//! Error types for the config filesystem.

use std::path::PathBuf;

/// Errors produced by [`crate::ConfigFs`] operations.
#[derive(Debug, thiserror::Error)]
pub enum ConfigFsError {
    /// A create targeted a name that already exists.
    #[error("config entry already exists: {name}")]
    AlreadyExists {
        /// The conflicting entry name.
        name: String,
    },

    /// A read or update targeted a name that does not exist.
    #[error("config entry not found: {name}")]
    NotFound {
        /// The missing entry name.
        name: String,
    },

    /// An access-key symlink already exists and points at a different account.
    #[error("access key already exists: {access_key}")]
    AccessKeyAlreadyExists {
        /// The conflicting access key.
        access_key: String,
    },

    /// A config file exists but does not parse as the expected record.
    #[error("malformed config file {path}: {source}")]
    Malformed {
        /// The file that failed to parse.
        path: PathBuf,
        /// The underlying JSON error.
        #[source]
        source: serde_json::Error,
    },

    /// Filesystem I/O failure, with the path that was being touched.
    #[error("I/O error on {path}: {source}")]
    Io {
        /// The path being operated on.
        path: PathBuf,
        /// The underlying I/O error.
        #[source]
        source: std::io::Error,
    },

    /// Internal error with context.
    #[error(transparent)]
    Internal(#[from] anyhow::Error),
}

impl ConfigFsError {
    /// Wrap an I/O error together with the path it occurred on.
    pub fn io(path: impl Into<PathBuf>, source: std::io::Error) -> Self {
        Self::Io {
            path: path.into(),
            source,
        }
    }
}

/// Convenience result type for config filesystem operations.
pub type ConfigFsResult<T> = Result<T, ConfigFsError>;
————————
▶ **Exercise aim**
Beginning with the very first line of the material, please return exactly each line down to and including the one with "the expected record.".

▶ **Written solution**
//! Error types for the config filesystem.

use std::path::PathBuf;

/// Errors produced by [`crate::ConfigFs`] operations.
#[derive(Debug, thiserror::Error)]
pub enum ConfigFsError {
    /// A create targeted a name that already exists.
    #[error("config entry already exists: {name}")]
    AlreadyExists {
        /// The conflicting entry name.
        name: String,
    },

    /// A read or update targeted a name that does not exist.
    #[error("config entry not found: {name}")]
    NotFound {
        /// The missing entry name.
        name: String,
    },

    /// An access-key symlink already exists and points at a different account.
    #[error("access key already exists: {access_key}")]
    AccessKeyAlreadyExists {
        /// The conflicting access key.
        access_key: String,
    },

    /// A config file exists but does not parse as the expected record.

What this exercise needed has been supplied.